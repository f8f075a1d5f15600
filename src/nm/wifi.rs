// WiFi-specific helpers for NetworkManager

use super::{ConnectionSettings, NMClient};
use anyhow::{Context, Result};
use secrecy::{ExposeSecret, SecretString};
use std::collections::HashMap;
use std::time::Duration;
use tokio::time::Instant;
use zbus::zvariant::Value;

use crate::capability::JoinOptions;
use crate::network::{HardwareId, RawNetwork};

impl NMClient {
    /// Get every access point the device currently sees
    pub async fn get_networks(&self, device_path: &str) -> Result<Vec<RawNetwork>> {
        let aps = self.get_access_points(device_path).await?;
        let mut networks = Vec::with_capacity(aps.len());

        for ap_path in aps {
            // APs can vanish between listing and reading them
            match self.get_access_point_info(ap_path.as_str()).await {
                Ok(ap_info) => networks.push(RawNetwork::from(ap_info)),
                Err(e) => log::debug!("skipping {}: {e}", ap_path.as_str()),
            }
        }

        Ok(networks)
    }

    /// Request a scan and wait until NetworkManager reports a newer one.
    ///
    /// Gives up quietly after `timeout`, the cached results are used then.
    pub async fn scan_and_wait(
        &self,
        device_path: &str,
        timeout: Duration,
        poll_interval: Duration,
    ) -> Result<()> {
        let before = self.get_last_scan(device_path).await.unwrap_or(-1);

        if let Err(e) = self.request_scan(device_path).await {
            let msg = e.to_string();
            if msg.contains("Scanning not allowed") {
                log::debug!("scan already running, waiting for it");
            } else {
                return Err(e).context("Failed to request a scan");
            }
        }

        let deadline = Instant::now() + timeout;
        while Instant::now() < deadline {
            tokio::time::sleep(poll_interval).await;
            if self.get_last_scan(device_path).await.unwrap_or(-1) > before {
                return Ok(());
            }
        }

        log::warn!(
            "no scan results after {}ms, using cached access points",
            timeout.as_millis()
        );
        Ok(())
    }

    /// Get the BSSID of the access point the device is associated with
    pub async fn get_connected_bssid(&self, device_path: &str) -> Result<Option<String>> {
        if let Some(ap_path) = self.get_active_access_point(device_path).await? {
            let ap_info = self.get_access_point_info(ap_path.as_str()).await?;
            Ok(Some(ap_info.hw_address))
        } else {
            Ok(None)
        }
    }
}

/// Build the settings for a new wireless connection profile.
///
/// `bssid` locks the profile to one access point.
pub fn wireless_settings<'a>(
    ssid: &str,
    bssid: Option<&HardwareId>,
    credential: Option<&'a SecretString>,
    options: JoinOptions,
) -> Result<ConnectionSettings<'a>> {
    let mut settings: ConnectionSettings = HashMap::new();

    // Connection section
    let mut conn: HashMap<&str, Value> = HashMap::new();
    conn.insert("type", Value::from("802-11-wireless"));
    conn.insert("id", Value::from(ssid.to_string()));
    settings.insert("connection", conn);

    // Wireless section
    let mut wireless: HashMap<&str, Value> = HashMap::new();
    wireless.insert("ssid", Value::from(ssid.as_bytes().to_vec()));
    if let Some(bssid) = bssid {
        let bytes = bssid
            .to_bytes()
            .with_context(|| format!("Invalid BSSID {bssid}"))?;
        wireless.insert("bssid", Value::from(bytes));
    }
    if options.hidden {
        wireless.insert("hidden", Value::from(true));
    }
    settings.insert("802-11-wireless", wireless);

    // Security section (if needed)
    if let Some(credential) = credential {
        let mut security: HashMap<&str, Value> = HashMap::new();
        if options.wep {
            security.insert("key-mgmt", Value::from("none"));
            security.insert("wep-key0", Value::from(credential.expose_secret()));
        } else if options.sae {
            security.insert("key-mgmt", Value::from("sae"));
            security.insert("psk", Value::from(credential.expose_secret()));
        } else {
            security.insert("key-mgmt", Value::from("wpa-psk"));
            security.insert("psk", Value::from(credential.expose_secret()));
        }
        settings.insert("802-11-wireless-security", security);
    }

    // IPv4 section (auto)
    let mut ipv4: HashMap<&str, Value> = HashMap::new();
    ipv4.insert("method", Value::from("auto"));
    settings.insert("ipv4", ipv4);

    // IPv6 section (auto)
    let mut ipv6: HashMap<&str, Value> = HashMap::new();
    ipv6.insert("method", Value::from("auto"));
    settings.insert("ipv6", ipv6);

    Ok(settings)
}

#[cfg(test)]
mod tests {
    use super::*;

    #[test]
    fn test_open_settings() {
        let settings =
            wireless_settings("cafe", None, None, JoinOptions::default()).unwrap();

        assert!(!settings.contains_key("802-11-wireless-security"));
        let wireless = &settings["802-11-wireless"];
        assert!(!wireless.contains_key("bssid"));
        assert!(!wireless.contains_key("hidden"));
    }

    #[test]
    fn test_targeted_psk_settings() {
        let bssid = HardwareId::new("00:11:22:33:44:55");
        let credential = SecretString::from("hunter22".to_string());
        let settings = wireless_settings(
            "home",
            Some(&bssid),
            Some(&credential),
            JoinOptions::default(),
        )
        .unwrap();

        let wireless = &settings["802-11-wireless"];
        assert_eq!(
            wireless["bssid"],
            Value::from(vec![0x00u8, 0x11, 0x22, 0x33, 0x44, 0x55])
        );

        let security = &settings["802-11-wireless-security"];
        assert_eq!(security["key-mgmt"], Value::from("wpa-psk"));
        assert_eq!(security["psk"], Value::from("hunter22"));
    }

    #[test]
    fn test_hidden_wep_settings() {
        let credential = SecretString::from("abcde".to_string());
        let options = JoinOptions {
            wep: true,
            sae: false,
            hidden: true,
        };
        let settings = wireless_settings("", None, Some(&credential), options).unwrap();

        assert_eq!(settings["802-11-wireless"]["hidden"], Value::from(true));
        assert_eq!(settings["802-11-wireless"]["ssid"], Value::from(Vec::<u8>::new()));
        let security = &settings["802-11-wireless-security"];
        assert_eq!(security["key-mgmt"], Value::from("none"));
        assert_eq!(security["wep-key0"], Value::from("abcde"));
    }

    #[test]
    fn test_targeted_sae_settings() {
        let bssid = HardwareId::new("00:11:22:33:44:55");
        let credential = SecretString::from("wpa3-only".to_string());
        let options = JoinOptions {
            sae: true,
            ..Default::default()
        };
        let settings = wireless_settings("lab", Some(&bssid), Some(&credential), options).unwrap();

        let security = &settings["802-11-wireless-security"];
        assert_eq!(security["key-mgmt"], Value::from("sae"));
        assert_eq!(security["psk"], Value::from("wpa3-only"));
    }

    #[test]
    fn test_invalid_bssid() {
        let bssid = HardwareId::new("zz:zz");
        assert!(wireless_settings("x", Some(&bssid), None, JoinOptions::default()).is_err());
    }
}
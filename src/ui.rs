use ratatui::{
    Frame,
    layout::{Alignment, Constraint, Direction, Flex, Layout, Rect},
    style::{Color, Style, Stylize},
    text::{Line, Span},
    widgets::{Block, BorderType, Borders, Padding, Paragraph, Row, Table},
};

use crate::{
    app::{App, FocusedBlock},
    classify::{Severity, band_of},
    network::WirelessNetwork,
};

pub fn render(app: &mut App, frame: &mut Frame) {
    let (header_block, networks_block, help_block) = {
        let chunks = Layout::default()
            .direction(Direction::Vertical)
            .constraints([
                Constraint::Length(4),
                Constraint::Fill(1),
                Constraint::Length(1),
            ])
            .margin(1)
            .split(frame.area());
        (chunks[0], chunks[1], chunks[2])
    };

    render_header(app, frame, header_block);
    render_networks(app, frame, networks_block);
    render_help(app, frame, help_block);

    if app.focused_block == FocusedBlock::PskAuthKey {
        let name = app
            .network_name_requiring_auth
            .as_deref()
            .unwrap_or_default();
        app.psk.render(frame, name);
    }

    for (index, notification) in app.notifications.iter().enumerate() {
        notification.render(index, frame);
    }
}

fn render_header(app: &App, frame: &mut Frame, area: Rect) {
    let state = if app.orchestrator.is_scanning() {
        Span::raw("󰑓 Scanning").fg(Color::Yellow)
    } else if let Some(target) = &app.joining {
        Span::raw(format!("󱚾 Connecting to {target}")).fg(Color::Yellow)
    } else {
        Span::raw("Idle").dim()
    };

    let last_scan = match app.snapshot.taken_at() {
        Some(at) => at.format("%H:%M:%S").to_string(),
        None => "never".to_string(),
    };

    let connected = match app.reconciler.current() {
        Some(id) => match app.snapshot.find(&id) {
            Some(net) => format!("{} ({id})", net.label()),
            None => id.to_string(),
        },
        None => "-".to_string(),
    };

    let lines = vec![
        Line::from(vec![
            Span::raw("Device ").bold(),
            Span::raw(format!("{} {}", app.device.name, app.device.address)),
            Span::raw("   "),
            state,
        ]),
        Line::from(vec![
            Span::raw("Connected ").bold(),
            Span::raw(connected),
            Span::raw("   Last scan ").bold(),
            Span::raw(last_scan),
            Span::raw("   Join by ").bold(),
            Span::raw(app.coordinator.settings().mode.to_string()),
        ]),
    ];

    let header = Paragraph::new(lines).block(
        Block::default()
            .title(" Station ")
            .borders(Borders::ALL)
            .padding(Padding::horizontal(1)),
    );

    frame.render_widget(header, area);
}

fn severity_color(severity: Severity) -> Color {
    match severity {
        Severity::Positive => Color::Green,
        Severity::Warning => Color::Yellow,
        Severity::Negative => Color::Red,
    }
}

fn network_row(net: &WirelessNetwork, connected: bool) -> Row<'static> {
    let signal = net.signal();

    let name = if net.is_hidden() {
        Line::from("Hidden Network").italic().dim()
    } else {
        Line::from(net.ssid.clone())
    };

    Row::new(vec![
        if connected {
            Line::from("󰖩 ").centered()
        } else {
            Line::from("")
        },
        name,
        Line::from(net.hardware_id.to_string()).centered(),
        Line::from(net.channel.to_string()).centered(),
        Line::from(band_of(net.frequency_mhz).to_string()).centered(),
        Line::from(format!("{} MHz", net.frequency_mhz)).centered(),
        Line::from(format!("{} dBm", net.signal_level)).centered(),
        Line::from(signal.bucket.to_string())
            .fg(severity_color(signal.severity))
            .centered(),
        if net.is_secured() {
            Line::from("").centered()
        } else {
            Line::from("")
        },
    ])
}

fn render_networks(app: &mut App, frame: &mut Frame, area: Rect) {
    let focused = app.focused_block == FocusedBlock::Networks;

    let block = Block::default()
        .title(" Networks ")
        .title_style(if focused {
            Style::default().bold()
        } else {
            Style::default()
        })
        .borders(Borders::ALL)
        .border_style(if focused {
            Style::default().fg(Color::Green)
        } else {
            Style::default()
        })
        .border_type(if focused {
            BorderType::Thick
        } else {
            BorderType::default()
        })
        .padding(Padding::horizontal(1));

    if app.snapshot.is_empty() {
        let message = if app.orchestrator.is_scanning() {
            "Scanning for WiFi networks..."
        } else {
            "No WiFi networks found"
        };
        let empty = Paragraph::new(vec![
            Line::from(""),
            Line::from(message).bold(),
            Line::from(format!(
                "Press {} to scan again",
                app.config.station.start_scanning
            ))
            .dim(),
        ])
        .alignment(Alignment::Center)
        .block(block);
        frame.render_widget(empty, area);
        return;
    }

    let connected = app.reconciler.current();
    let rows: Vec<Row> = app
        .snapshot
        .networks()
        .iter()
        .map(|net| network_row(net, connected.as_ref() == Some(&net.hardware_id)))
        .collect();

    let widths = [
        Constraint::Length(2),
        Constraint::Length(25),
        Constraint::Length(17),
        Constraint::Length(7),
        Constraint::Length(7),
        Constraint::Length(9),
        Constraint::Length(8),
        Constraint::Length(9),
        Constraint::Length(2),
    ];

    let table = Table::new(rows, widths)
        .header(
            Row::new(vec![
                Line::from(""),
                Line::from("Name").yellow(),
                Line::from("BSSID").yellow().centered(),
                Line::from("Channel").yellow().centered(),
                Line::from("Band").yellow().centered(),
                Line::from("Frequency").yellow().centered(),
                Line::from("Level").yellow().centered(),
                Line::from("Signal").yellow().centered(),
                Line::from(""),
            ])
            .style(Style::new().bold())
            .bottom_margin(1),
        )
        .block(block)
        .column_spacing(1)
        .flex(Flex::SpaceAround)
        .row_highlight_style(if focused {
            Style::default().bg(Color::DarkGray).fg(Color::White)
        } else {
            Style::default()
        });

    frame.render_stateful_widget(table, area, &mut app.networks_state);
}

fn render_help(app: &App, frame: &mut Frame, area: Rect) {
    let help = match app.focused_block {
        FocusedBlock::Networks => Line::from(vec![
            Span::raw("k,").bold(),
            Span::raw("  Up"),
            Span::raw(" | "),
            Span::raw("j,").bold(),
            Span::raw("  Down"),
            Span::raw(" | "),
            Span::raw("󱁐  or ↵ ").bold(),
            Span::raw(" Connect"),
            Span::raw(" | "),
            Span::raw(app.config.station.start_scanning.to_string()).bold(),
            Span::raw(" Scan"),
            Span::raw(" | "),
            Span::raw(app.config.station.refresh.to_string()).bold(),
            Span::raw(" Refresh"),
            Span::raw(" | "),
            Span::raw("q").bold(),
            Span::raw(" Quit"),
        ]),
        FocusedBlock::PskAuthKey => Line::from(vec![
            Span::raw("↵ ").bold(),
            Span::raw(" Submit"),
            Span::raw(" | "),
            Span::raw("⇄").bold(),
            Span::raw(" Show password"),
            Span::raw(" | "),
            Span::raw("󱊷 ").bold(),
            Span::raw(" Cancel"),
        ]),
    };

    frame.render_widget(Paragraph::new(help).centered().blue(), area);
}
use anyhow::anyhow;
use secrecy::SecretString;
use serde::Deserialize;
use std::sync::Arc;
use std::time::Duration;
use strum_macros::{Display, EnumString};

use crate::capability::{ConnectivityCapability, CredentialPrompt, JoinOptions, ScanCapability};
use crate::error::{Error, Result};
use crate::network::{HardwareId, ScanSnapshot, WirelessNetwork};
use crate::reconcile::ConnectionReconciler;

/// How a selected network is handed to the OS
#[derive(Debug, Clone, Copy, PartialEq, Eq, Default, Deserialize, Display, EnumString)]
#[serde(rename_all = "lowercase")]
#[strum(serialize_all = "lowercase")]
pub enum JoinMode {
    /// Connection request locked to the access point's BSSID
    #[default]
    Bssid,
    /// Connection by network name, the OS picks the access point
    Ssid,
}

#[derive(Debug, Clone, Copy)]
pub struct JoinSettings {
    pub mode: JoinMode,
    pub confirm_attempts: u32,
    pub confirm_interval: Duration,
}

impl Default for JoinSettings {
    fn default() -> Self {
        Self {
            mode: JoinMode::default(),
            confirm_attempts: 10,
            confirm_interval: Duration::from_secs(1),
        }
    }
}

#[derive(Debug, Clone, PartialEq, Eq)]
pub enum JoinOutcome {
    Joined(HardwareId),
    Cancelled,
}

#[derive(Clone)]
pub struct JoinCoordinator {
    scanner: Arc<dyn ScanCapability>,
    connectivity: Arc<dyn ConnectivityCapability>,
    prompt: Arc<dyn CredentialPrompt>,
    reconciler: ConnectionReconciler,
    settings: JoinSettings,
}

impl JoinCoordinator {
    pub fn new(
        scanner: Arc<dyn ScanCapability>,
        connectivity: Arc<dyn ConnectivityCapability>,
        prompt: Arc<dyn CredentialPrompt>,
        reconciler: ConnectionReconciler,
        settings: JoinSettings,
    ) -> Self {
        Self {
            scanner,
            connectivity,
            prompt,
            reconciler,
            settings,
        }
    }

    pub fn settings(&self) -> JoinSettings {
        self.settings
    }

    pub async fn join(
        &self,
        snapshot: &ScanSnapshot,
        target: &HardwareId,
        credential: Option<SecretString>,
    ) -> Result<JoinOutcome> {
        let network = snapshot
            .find(target)
            .ok_or_else(|| Error::TargetNotFound(target.clone()))?;

        let credential = if network.is_secured() {
            match credential {
                Some(credential) => Some(credential),
                None => match self.prompt.ask(&network.ssid).await {
                    Some(credential) => Some(credential),
                    None => {
                        log::info!("credential prompt for {} cancelled", network.label());
                        self.reconciler.current_association().await;
                        return Ok(JoinOutcome::Cancelled);
                    }
                },
            }
        } else {
            None
        };

        log::info!(
            "joining {} ({}) by {}",
            network.label(),
            network.hardware_id,
            self.settings.mode
        );

        let options = JoinOptions {
            wep: network.is_wep(),
            sae: network.is_sae_only(),
            hidden: network.is_hidden(),
        };

        let request = match self.settings.mode {
            JoinMode::Bssid => {
                self.connectivity
                    .request_targeted_connection(
                        &network.hardware_id,
                        &network.ssid,
                        credential.as_ref(),
                        options,
                    )
                    .await
            }
            JoinMode::Ssid => {
                self.scanner
                    .connect_to_network(&network.ssid, credential.as_ref(), options)
                    .await
            }
        };

        if let Err(source) = request {
            self.reconciler.current_association().await;
            return Err(Error::JoinFailed {
                target: network.label(),
                source,
            });
        }

        self.confirm(snapshot, network).await
    }

    /// Wait for the association to show up, within the configured budget.
    async fn confirm(
        &self,
        snapshot: &ScanSnapshot,
        network: &WirelessNetwork,
    ) -> Result<JoinOutcome> {
        if self.settings.confirm_attempts == 0 {
            self.reconciler.current_association().await;
            return Ok(JoinOutcome::Joined(network.hardware_id.clone()));
        }

        for attempt in 1..=self.settings.confirm_attempts {
            if let Some(associated) = self.reconciler.current_association().await {
                if self.matches(snapshot, network, &associated) {
                    log::info!("associated with {associated} after {attempt} checks");
                    return Ok(JoinOutcome::Joined(associated));
                }
            }

            if attempt < self.settings.confirm_attempts {
                tokio::time::sleep(self.settings.confirm_interval).await;
            }
        }

        Err(Error::JoinFailed {
            target: network.label(),
            source: anyhow!(
                "association not observed after {} checks",
                self.settings.confirm_attempts
            ),
        })
    }

    fn matches(
        &self,
        snapshot: &ScanSnapshot,
        network: &WirelessNetwork,
        associated: &HardwareId,
    ) -> bool {
        match self.settings.mode {
            JoinMode::Bssid => *associated == network.hardware_id,
            JoinMode::Ssid => snapshot
                .networks()
                .iter()
                .any(|n| n.ssid == network.ssid && n.hardware_id == *associated),
        }
    }
}
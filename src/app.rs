use anyhow::{Result, anyhow};
use ratatui::widgets::TableState;
use std::sync::Arc;
use tokio::sync::mpsc::UnboundedSender;

use crate::{
    agent::AuthAgent,
    auth::Psk,
    config::Config,
    device::Device,
    error::Error,
    event::Event,
    join::{JoinCoordinator, JoinMode, JoinOutcome},
    network::{HardwareId, ScanSnapshot, WirelessNetwork},
    nm::NMClient,
    notification::{Notification, NotificationLevel},
    reconcile::ConnectionReconciler,
    scan::ScanOrchestrator,
};

#[derive(Debug, Clone, Copy, PartialEq)]
pub enum FocusedBlock {
    Networks,
    PskAuthKey,
}

pub struct App {
    pub running: bool,
    pub focused_block: FocusedBlock,
    pub notifications: Vec<Notification>,
    pub config: Arc<Config>,
    pub device: Arc<Device>,
    pub agent: AuthAgent,
    pub psk: Psk,
    pub network_name_requiring_auth: Option<String>,
    pub orchestrator: ScanOrchestrator,
    pub reconciler: ConnectionReconciler,
    pub coordinator: JoinCoordinator,
    pub snapshot: ScanSnapshot,
    pub networks_state: TableState,
    pub joining: Option<HardwareId>,
}

impl App {
    pub async fn new(
        sender: UnboundedSender<Event>,
        config: Arc<Config>,
        join_mode: Option<JoinMode>,
    ) -> Result<Self> {
        let client = {
            match NMClient::new().await {
                Ok(client) => Arc::new(client),
                Err(e) => {
                    return Err(anyhow!(
                        "Can not access the NetworkManager service.
Error: {}",
                        e
                    ));
                }
            }
        };

        let device = Arc::new(Device::new(client, &config.scan).await?);
        let agent = AuthAgent::new(sender);

        let orchestrator = ScanOrchestrator::new(device.clone(), device.clone());
        let reconciler = ConnectionReconciler::new(device.clone());

        let mut settings = config.join.settings();
        if let Some(mode) = join_mode {
            settings.mode = mode;
        }
        log::info!("joining networks by {}", settings.mode);

        let coordinator = JoinCoordinator::new(
            device.clone(),
            device.clone(),
            Arc::new(agent.clone()),
            reconciler.clone(),
            settings,
        );

        Ok(Self {
            running: true,
            focused_block: FocusedBlock::Networks,
            notifications: Vec::new(),
            config,
            device,
            agent,
            psk: Psk::default(),
            network_name_requiring_auth: None,
            orchestrator,
            reconciler,
            coordinator,
            snapshot: ScanSnapshot::default(),
            networks_state: TableState::default(),
            joining: None,
        })
    }

    /// Ask for permission, scan, and look up the current association.
    pub fn start(&self, sender: UnboundedSender<Event>) {
        self.refresh_association();
        self.scan(sender);
    }

    pub fn scan(&self, sender: UnboundedSender<Event>) {
        if self.orchestrator.is_scanning() {
            let _ = Notification::send(
                Error::ScanInProgress.to_string(),
                NotificationLevel::Info,
                &sender,
            );
            return;
        }

        let orchestrator = self.orchestrator.clone();
        let reconciler = self.reconciler.clone();
        tokio::spawn(async move {
            match orchestrator.scan().await {
                Ok(snapshot) => {
                    log::debug!("scan returned {} networks", snapshot.len());
                }
                Err(Error::ScanInProgress) => {
                    let _ = Notification::send(
                        Error::ScanInProgress.to_string(),
                        NotificationLevel::Info,
                        &sender,
                    );
                }
                Err(Error::PermissionDenied) => {
                    let _ = Notification::send(
                        "Scanning for nearby WiFi networks requires location access.\nAllow wifi.scan in NetworkManager's policy and try again.".to_string(),
                        NotificationLevel::Error,
                        &sender,
                    );
                }
                Err(e) => {
                    let message = e.to_string();
                    log::debug!("{:#}", anyhow::Error::from(e));
                    let _ = Notification::send(message, NotificationLevel::Error, &sender);
                }
            }

            reconciler.current_association().await;
            let _ = sender.send(Event::ScanFinished);
        });
    }

    pub fn refresh_association(&self) {
        let reconciler = self.reconciler.clone();
        tokio::spawn(async move {
            reconciler.current_association().await;
        });
    }

    /// Pull the latest snapshot, keeping the selection on the same access point.
    pub fn sync_snapshot(&mut self) {
        let selected = self
            .networks_state
            .selected()
            .and_then(|i| self.snapshot.get(i))
            .map(|net| net.hardware_id.clone());

        self.snapshot = self.orchestrator.snapshot();

        let index = match selected {
            Some(id) => self.snapshot.position(&id),
            None => None,
        }
        .or(if self.snapshot.is_empty() {
            None
        } else {
            Some(0)
        });
        self.networks_state.select(index);
    }

    pub fn selected_network(&self) -> Option<&WirelessNetwork> {
        self.networks_state
            .selected()
            .and_then(|i| self.snapshot.get(i))
    }

    pub fn join_selected(&mut self, sender: UnboundedSender<Event>) {
        if let Some(target) = &self.joining {
            let _ = Notification::send(
                format!("Already connecting to {target}"),
                NotificationLevel::Info,
                &sender,
            );
            return;
        }

        let Some(network) = self.selected_network() else {
            return;
        };
        let target = network.hardware_id.clone();
        let label = network.label();

        self.joining = Some(target.clone());

        let coordinator = self.coordinator.clone();
        let snapshot = self.snapshot.clone();
        tokio::spawn(async move {
            match coordinator.join(&snapshot, &target, None).await {
                Ok(JoinOutcome::Joined(_)) => {
                    let _ = Notification::send(
                        format!("Connected to {label}"),
                        NotificationLevel::Info,
                        &sender,
                    );
                }
                Ok(JoinOutcome::Cancelled) => {
                    log::info!("join of {label} cancelled");
                }
                Err(e) => {
                    let message = e.to_string();
                    log::debug!("{:#}", anyhow::Error::from(e));
                    let _ = Notification::send(message, NotificationLevel::Error, &sender);
                }
            }
            let _ = sender.send(Event::JoinFinished);
        });
    }

    pub fn scroll_down(&mut self) {
        if self.snapshot.is_empty() {
            return;
        }
        let i = match self.networks_state.selected() {
            Some(i) if i + 1 < self.snapshot.len() => i + 1,
            Some(i) => i,
            None => 0,
        };
        self.networks_state.select(Some(i));
    }

    pub fn scroll_up(&mut self) {
        if self.snapshot.is_empty() {
            return;
        }
        let i = match self.networks_state.selected() {
            Some(i) => i.saturating_sub(1),
            None => 0,
        };
        self.networks_state.select(Some(i));
    }

    pub fn tick(&mut self) {
        self.notifications.retain(|n| n.ttl > 0);
        self.notifications.iter_mut().for_each(|n| n.ttl -= 1);
    }

    pub fn quit(&mut self) {
        self.running = false;
    }
}
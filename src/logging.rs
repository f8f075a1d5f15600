use anyhow::{Context, Result};
use env_logger::{Env, Target};
use std::fs::{self, OpenOptions};
use std::path::PathBuf;

use crate::config::LogConfig;

/// Send logs to a file, the terminal belongs to the UI.
pub fn init(config: &LogConfig) -> Result<PathBuf> {
    let path = match &config.file {
        Some(path) => path.clone(),
        None => default_path().context("Can not determine a cache directory for the log file")?,
    };

    if let Some(parent) = path.parent() {
        fs::create_dir_all(parent)
            .with_context(|| format!("Failed to create {}", parent.display()))?;
    }

    let file = OpenOptions::new()
        .create(true)
        .append(true)
        .open(&path)
        .with_context(|| format!("Failed to open log file {}", path.display()))?;

    env_logger::Builder::from_env(Env::default().default_filter_or(config.level.as_str()))
        .target(Target::Pipe(Box::new(file)))
        .init();

    Ok(path)
}

fn default_path() -> Option<PathBuf> {
    dirs::cache_dir().map(|dir| dir.join("wlscan").join("wlscan.log"))
}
======
● **INSTRUCTIONS FOR THE TASK**: Check each line of the records for "Padding" and copy the ones that contain it.

● **SOLVED PROBLEM**:
    widgets::{Block, BorderType, Borders, Padding, Paragraph, Row, Table},
            .padding(Padding::horizontal(1)),
        .padding(Padding::horizontal(1));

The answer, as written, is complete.